February 2012 Guest Editor Joanna Trollope on J.G. Farrell...
He won the Lost Booker prize for Troubles and the real Booker – forever ago - for The Siege Of Krishnapur. I love the elegance of his writing, and the wit, and the sense of the absurd, and the way he can transport you to a whole crazy other world. He drowned, off the coast of Ireland, when he was only 44. A real loss.
The Lovereading view...
A new edition of the 1973 Booker Prize winning novel. A brilliant, dark humorous book about the decline of colonialism and an exploration of class, race and culture in general. Great stuff.

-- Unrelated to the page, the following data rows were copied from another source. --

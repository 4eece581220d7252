use serde::{Deserialize, Serialize};

use crate::errors::{LauncherError, Result};

/// One pending patch announced by a version service
#[derive(Debug, Clone, PartialEq, Eq, Serialize, Deserialize)]
pub struct PatchListEntry {
    pub version_id: String,
    pub length: u64,
    pub url: String,
    #[serde(default)]
    pub hash_type: Option<String>,
    #[serde(default)]
    pub hash_block_size: u64,
    #[serde(default)]
    pub hashes: Vec<String>,
}

/// Turns a raw patch manifest into structured entries
pub trait PatchListParser: Send + Sync {
    fn parse(&self, manifest: &str) -> Result<Vec<PatchListEntry>>;
}

/// Parser for the multipart manifests served by the boot and game version services.
///
/// Each patch is a tab-separated line:
///
/// ```text
/// length  ?  ?  ?  version_id  url                                        (boot)
/// length  ?  ?  ?  version_id  hash_type  block_size  h1,h2,...  url      (game)
/// ```
///
/// Boundary and header lines are skipped.
#[derive(Debug, Clone, Copy, Default)]
pub struct MultipartPatchListParser;

impl MultipartPatchListParser {
    fn parse_line(line: &str) -> Option<PatchListEntry> {
        let fields: Vec<&str> = line.split('\t').collect();
        if fields.len() < 6 {
            return None;
        }

        let length = fields[0].parse().ok()?;
        let url = *fields.last()?;
        if !url.starts_with("http://") && !url.starts_with("https://") {
            return None;
        }

        let mut entry = PatchListEntry {
            version_id: fields[4].to_string(),
            length,
            url: url.to_string(),
            hash_type: None,
            hash_block_size: 0,
            hashes: Vec::new(),
        };

        if fields.len() >= 9 {
            entry.hash_type = Some(fields[5].to_string());
            entry.hash_block_size = fields[6].parse().unwrap_or(0);
            entry.hashes = fields[7]
                .split(',')
                .filter(|h| !h.is_empty())
                .map(str::to_string)
                .collect();
        }

        Some(entry)
    }
}

impl PatchListParser for MultipartPatchListParser {
    fn parse(&self, manifest: &str) -> Result<Vec<PatchListEntry>> {
        let entries: Vec<PatchListEntry> = manifest.lines().filter_map(Self::parse_line).collect();

        if entries.is_empty() && !manifest.trim().is_empty() {
            return Err(LauncherError::protocol("Patch manifest carried no entries", manifest));
        }

        Ok(entries)
    }
}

In the Spring of 1857, with India on the brink of a violent and bloody mutiny, Krishnapur is a remote town on the vast North Indian plain. For the British there, life is orderly and genteel. Then the sepoys at the nearest military cantonment rise in revolt and the British community retreats with shock into the Residency. They prepare to fight for their lives with what weapons they can muster. As food and ammunition grow short, the Residency, its defences battered by shot and shell and eroded by the rains, becomes ever more vulnerable.
The Siege of Krishnapur is a modern classic of narrative excitement that also digs deep to explore some fundamental questions of civilisation and life.
J.G. Farrell was born in Liverpool in 1935 and spent a
good deal of his life abroad, including periods in France and North
America, and then settled in London where he wrote most of his novels.
In April 1979 he went to live in County Cork where only four months
later he was drowned in a fishing accident.